Your goal: In the records that follow, show each line where the word "cursor" is present.

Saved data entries

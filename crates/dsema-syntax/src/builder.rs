//! Programmatic module construction.
//!
//! The builder hands out monotonically increasing source offsets, one per
//! node, and widens every enclosing declaration so that containers always
//! cover their contents. Positions for resolution queries are obtained with
//! [`BlockBuilder::mark`] / [`ModuleBuilder::mark`].

use crate::ast::*;
use crate::module::Module;
use miette::SourceSpan;

pub struct ModuleBuilder {
    module: Module,
    cursor: usize,
}

impl ModuleBuilder {
    pub fn new(name: &str) -> Self {
        Self { module: Module::new(name), cursor: 1 }
    }

    pub fn with_file(mut self, file: &str) -> Self {
        self.module.file = Some(file.to_string());
        self
    }

    pub fn root(&self) -> DeclId {
        DeclId::ROOT
    }

    pub fn module(&self) -> &Module {
        &self.module
    }

    /// Reserves a fresh offset inside `owner`, widening it and its ancestors.
    fn slot(&mut self, owner: DeclId) -> SourceSpan {
        let span = SourceSpan::from((self.cursor, 1usize));
        self.cursor += 1;
        self.widen(owner, self.cursor);
        span
    }

    fn widen(&mut self, from: DeclId, end: usize) {
        let mut current = Some(from);
        let mut budget = self.module.len();
        while let Some(id) = current {
            if budget == 0 || id == DeclId::ROOT {
                break;
            }
            budget -= 1;
            let Some(decl) = self.module.decl_mut(id) else { break };
            let start = decl.span.offset();
            if span_end(decl.span) < end {
                decl.span = SourceSpan::from((start, end - start));
            }
            current = decl.parent;
        }
    }

    /// A query position inside `owner`, after everything declared so far.
    pub fn mark(&mut self, owner: DeclId) -> usize {
        self.slot(owner).offset()
    }

    /// Allocates a declaration of any kind under `parent`.
    pub fn declare(&mut self, parent: DeclId, name: &str, kind: DeclKind, ty: Option<TypeDecl>) -> DeclId {
        let span = self.slot(parent);
        let mut decl = Declaration::new(name, kind, span);
        decl.parent = Some(parent);
        decl.ty = ty;
        self.module.alloc(decl)
    }

    pub fn variable(&mut self, parent: DeclId, name: &str, ty: Option<TypeDecl>, initializer: Option<Expr>) -> DeclId {
        self.declare(parent, name, DeclKind::Variable(VariableDecl { initializer, iteration: None }), ty)
    }

    pub fn alias(&mut self, parent: DeclId, name: &str, target: TypeDecl) -> DeclId {
        self.declare(parent, name, DeclKind::Alias, Some(target))
    }

    pub fn import(&mut self, parent: DeclId, module_name: &str) -> DeclId {
        self.import_with(parent, ImportDecl::new(module_name))
    }

    pub fn import_with(&mut self, parent: DeclId, import: ImportDecl) -> DeclId {
        let name = import.alias.clone().unwrap_or_default();
        self.declare(parent, &name, DeclKind::Import(import), None)
    }

    pub fn aggregate(&mut self, parent: DeclId, kind: AggregateKind, name: &str) -> DeclId {
        let aggregate = AggregateDecl { kind, base_classes: Vec::new(), template_params: Vec::new() };
        self.declare(parent, name, DeclKind::Aggregate(aggregate), None)
    }

    pub fn struct_decl(&mut self, parent: DeclId, name: &str) -> DeclId {
        self.aggregate(parent, AggregateKind::Struct, name)
    }

    pub fn class_decl(&mut self, parent: DeclId, name: &str) -> DeclId {
        self.aggregate(parent, AggregateKind::Class, name)
    }

    pub fn interface_decl(&mut self, parent: DeclId, name: &str) -> DeclId {
        self.aggregate(parent, AggregateKind::Interface, name)
    }

    pub fn template_decl(&mut self, parent: DeclId, name: &str) -> DeclId {
        self.aggregate(parent, AggregateKind::Template, name)
    }

    pub fn base_class(&mut self, aggregate: DeclId, base: TypeDecl) {
        if let Some(Declaration { kind: DeclKind::Aggregate(agg), .. }) = self.module.decl_mut(aggregate) {
            agg.base_classes.push(base);
        }
    }

    /// Declares a function; a missing return type makes it `auto`.
    pub fn function(&mut self, parent: DeclId, name: &str, return_type: Option<TypeDecl>) -> DeclId {
        let function = FunctionDecl { is_auto: return_type.is_none(), ..FunctionDecl::default() };
        self.declare(parent, name, DeclKind::Function(function), return_type)
    }

    pub fn parameter(&mut self, function: DeclId, name: &str, ty: TypeDecl) -> DeclId {
        self.parameter_with(function, name, ty, ParameterDecl::default())
    }

    pub fn parameter_with(&mut self, function: DeclId, name: &str, ty: TypeDecl, param: ParameterDecl) -> DeclId {
        let id = self.declare(function, name, DeclKind::Parameter(param), Some(ty));
        if let Some(Declaration { kind: DeclKind::Function(f), .. }) = self.module.decl_mut(function) {
            f.params.push(id);
        }
        id
    }

    /// Adds a template parameter to a function or aggregate. `value_type` is
    /// only meaningful for value parameters.
    pub fn template_parameter(
        &mut self,
        owner: DeclId,
        name: &str,
        kind: TemplateParamKind,
        value_type: Option<TypeDecl>,
    ) -> DeclId {
        let id = self.declare(owner, name, DeclKind::TemplateParameter(kind), value_type);
        match self.module.decl_mut(owner).map(|d| &mut d.kind) {
            Some(DeclKind::Function(f)) => f.template_params.push(id),
            Some(DeclKind::Aggregate(a)) => a.template_params.push(id),
            _ => {}
        }
        id
    }

    /// Unconstrained type parameter `T`.
    pub fn type_parameter(&mut self, owner: DeclId, name: &str) -> DeclId {
        self.template_parameter(owner, name, TemplateParamKind::Type { specialization: None, default: None }, None)
    }

    /// Specialized type parameter `T : Pattern`.
    pub fn specialized_type_parameter(&mut self, owner: DeclId, name: &str, specialization: TypeDecl) -> DeclId {
        self.template_parameter(
            owner,
            name,
            TemplateParamKind::Type { specialization: Some(specialization), default: None },
            None,
        )
    }

    pub fn value_parameter(&mut self, owner: DeclId, name: &str, ty: TypeDecl) -> DeclId {
        self.template_parameter(owner, name, TemplateParamKind::Value { specialization: None, default: None }, Some(ty))
    }

    pub fn enumeration(&mut self, parent: DeclId, name: &str, base: Option<TypeDecl>) -> DeclId {
        self.declare(parent, name, DeclKind::Enum, base)
    }

    pub fn enum_member(&mut self, enumeration: DeclId, name: &str, initializer: Option<Expr>) -> DeclId {
        self.declare(enumeration, name, DeclKind::EnumMember(initializer), None)
    }

    pub fn set_visibility(&mut self, decl: DeclId, visibility: Visibility) {
        if let Some(decl) = self.module.decl_mut(decl) {
            decl.attributes.visibility = visibility;
        }
    }

    pub fn set_static(&mut self, decl: DeclId) {
        if let Some(decl) = self.module.decl_mut(decl) {
            decl.attributes.is_static = true;
        }
    }

    pub fn body(&mut self, function: DeclId, build: impl FnOnce(&mut BlockBuilder<'_>)) {
        let block = self.build_block(function, build);
        if let Some(Declaration { kind: DeclKind::Function(f), .. }) = self.module.decl_mut(function) {
            f.body = Some(block);
        }
    }

    pub fn in_contract(&mut self, function: DeclId, build: impl FnOnce(&mut BlockBuilder<'_>)) {
        let block = self.build_block(function, build);
        if let Some(Declaration { kind: DeclKind::Function(f), .. }) = self.module.decl_mut(function) {
            f.in_contract = Some(block);
        }
    }

    /// `out (result) { ... }`
    pub fn out_contract(&mut self, function: DeclId, result: Option<&str>, build: impl FnOnce(&mut BlockBuilder<'_>)) {
        let block = self.build_block(function, build);
        if let Some(Declaration { kind: DeclKind::Function(f), .. }) = self.module.decl_mut(function) {
            f.out_contract = Some(block);
            f.out_result = result.map(str::to_string);
        }
    }

    fn build_block(&mut self, owner: DeclId, build: impl FnOnce(&mut BlockBuilder<'_>)) -> Block {
        let mut block_builder = BlockBuilder::open(self, owner);
        build(&mut block_builder);
        block_builder.close()
    }

    pub fn finish(mut self) -> Module {
        let end = self.cursor + 1;
        if let Some(root) = self.module.decl_mut(DeclId::ROOT) {
            root.span = SourceSpan::from((0usize, end));
        }
        self.module
    }
}

/// Builds the statements of one block inside a function.
pub struct BlockBuilder<'b> {
    builder: &'b mut ModuleBuilder,
    owner: DeclId,
    stmts: Vec<Stmt>,
    start: usize,
}

impl<'b> BlockBuilder<'b> {
    fn open(builder: &'b mut ModuleBuilder, owner: DeclId) -> Self {
        let start = builder.slot(owner).offset();
        Self { builder, owner, stmts: Vec::new(), start }
    }

    fn close(self) -> Block {
        let end = span_end(self.builder.slot(self.owner));
        Block { stmts: self.stmts, span: SourceSpan::from((self.start, end - self.start)) }
    }

    /// The enclosing module builder, for declaring parameters or bodies of
    /// nested functions.
    pub fn module(&mut self) -> &mut ModuleBuilder {
        self.builder
    }

    pub fn owner(&self) -> DeclId {
        self.owner
    }

    /// A query position after every statement added so far.
    pub fn mark(&mut self) -> usize {
        self.builder.slot(self.owner).offset()
    }

    pub fn declare(&mut self, name: &str, kind: DeclKind, ty: Option<TypeDecl>) -> DeclId {
        let id = self.builder.declare(self.owner, name, kind, ty);
        let span = self.builder.module.decl(id).map(|d| d.span).unwrap_or_else(dummy_span);
        self.stmts.push(Stmt::new(StmtKind::Declaration(vec![id]), span));
        id
    }

    pub fn var(&mut self, name: &str, ty: Option<TypeDecl>, initializer: Option<Expr>) -> DeclId {
        self.declare(name, DeclKind::Variable(VariableDecl { initializer, iteration: None }), ty)
    }

    pub fn import(&mut self, module_name: &str) -> DeclId {
        self.import_with(ImportDecl::new(module_name))
    }

    pub fn import_with(&mut self, import: ImportDecl) -> DeclId {
        let name = import.alias.clone().unwrap_or_default();
        self.declare(&name, DeclKind::Import(import), None)
    }

    /// Declares a nested function; build its body through [`Self::module`].
    pub fn function(&mut self, name: &str, return_type: Option<TypeDecl>) -> DeclId {
        let function = FunctionDecl { is_auto: return_type.is_none(), ..FunctionDecl::default() };
        self.declare(name, DeclKind::Function(function), return_type)
    }

    pub fn expr(&mut self, mut expr: Expr) {
        let span = self.builder.slot(self.owner);
        expr.stamp(span);
        self.stmts.push(Stmt::new(StmtKind::Expression(expr), span));
    }

    pub fn ret(&mut self, expr: Option<Expr>) {
        let span = self.builder.slot(self.owner);
        let expr = expr.map(|mut e| {
            e.stamp(span);
            e
        });
        self.stmts.push(Stmt::new(StmtKind::Return(expr), span));
    }

    pub fn block(&mut self, build: impl FnOnce(&mut BlockBuilder<'_>)) {
        let mut inner = BlockBuilder::open(&mut *self.builder, self.owner);
        build(&mut inner);
        let block = inner.close();
        let span = block.span;
        self.stmts.push(Stmt::new(StmtKind::Block(block), span));
    }

    pub fn if_then(&mut self, condition: Expr, build: impl FnOnce(&mut BlockBuilder<'_>)) {
        let start = self.builder.slot(self.owner).offset();
        let mut inner = BlockBuilder::open(&mut *self.builder, self.owner);
        build(&mut inner);
        let block = inner.close();
        let end = span_end(block.span);
        let body_span = block.span;
        self.stmts.push(Stmt::new(
            StmtKind::If {
                condition,
                then_branch: Box::new(Stmt::new(StmtKind::Block(block), body_span)),
                else_branch: None,
            },
            SourceSpan::from((start, end - start)),
        ));
    }

    /// `foreach (vars; aggregate) { ... }`, or `foreach (var; aggregate .. upper)`
    /// when `upper` is given. Returns the loop variables.
    pub fn foreach(
        &mut self,
        variables: &[(&str, Option<TypeDecl>)],
        aggregate: Expr,
        upper: Option<Expr>,
        build: impl FnOnce(&mut BlockBuilder<'_>),
    ) -> Vec<DeclId> {
        let start = self.builder.slot(self.owner).offset();
        let count = variables.len();
        let mut ids = Vec::with_capacity(count);
        for (index, (name, ty)) in variables.iter().enumerate() {
            let iteration = IterationSource {
                aggregate: aggregate.clone(),
                upper: upper.clone(),
                index,
                count,
                reverse: false,
            };
            let kind = DeclKind::Variable(VariableDecl { initializer: None, iteration: Some(iteration) });
            ids.push(self.builder.declare(self.owner, name, kind, ty.clone()));
        }
        let mut inner = BlockBuilder::open(&mut *self.builder, self.owner);
        build(&mut inner);
        let body = inner.close();
        let end = span_end(body.span);
        let body_span = body.span;
        self.stmts.push(Stmt::new(
            StmtKind::Foreach {
                variables: ids.clone(),
                aggregate,
                upper,
                reverse: false,
                body: Box::new(Stmt::new(StmtKind::Block(body), body_span)),
            },
            SourceSpan::from((start, end - start)),
        ));
        ids
    }
}

#[cfg(test)]
mod tests {
    use super::*;

    #[test]
    fn containers_cover_their_contents() {
        let mut m = ModuleBuilder::new("m");
        let root = m.root();
        let f = m.function(root, "f", Some(TypeDecl::void()));
        let mut inside = 0;
        m.body(f, |b| {
            b.var("x", Some(TypeDecl::int()), None);
            inside = b.mark();
        });
        let module = m.finish();
        let f_decl = module.decl(f).unwrap();
        assert!(span_contains(f_decl.span, inside));
        assert_eq!(module.innermost_scope_at(inside), f);
    }

    #[test]
    fn foreach_variables_carry_their_source() {
        let mut m = ModuleBuilder::new("m");
        let root = m.root();
        let f = m.function(root, "f", Some(TypeDecl::void()));
        let mut vars = Vec::new();
        m.body(f, |b| {
            vars = b.foreach(&[("k", None), ("v", None)], Expr::ident("aa"), None, |_| {});
        });
        let module = m.finish();
        let Some(DeclKind::Variable(var)) = module.decl(vars[1]).map(|d| &d.kind) else {
            panic!("expected a variable");
        };
        let source = var.iteration.as_ref().unwrap();
        assert_eq!((source.index, source.count), (1, 2));
    }
}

Output for this task:
    cursor: usize,
        Self { module: Module::new(name), cursor: 1 }
        let span = SourceSpan::from((self.cursor, 1usize));
        self.cursor += 1;
        self.widen(owner, self.cursor);
        let end = self.cursor + 1;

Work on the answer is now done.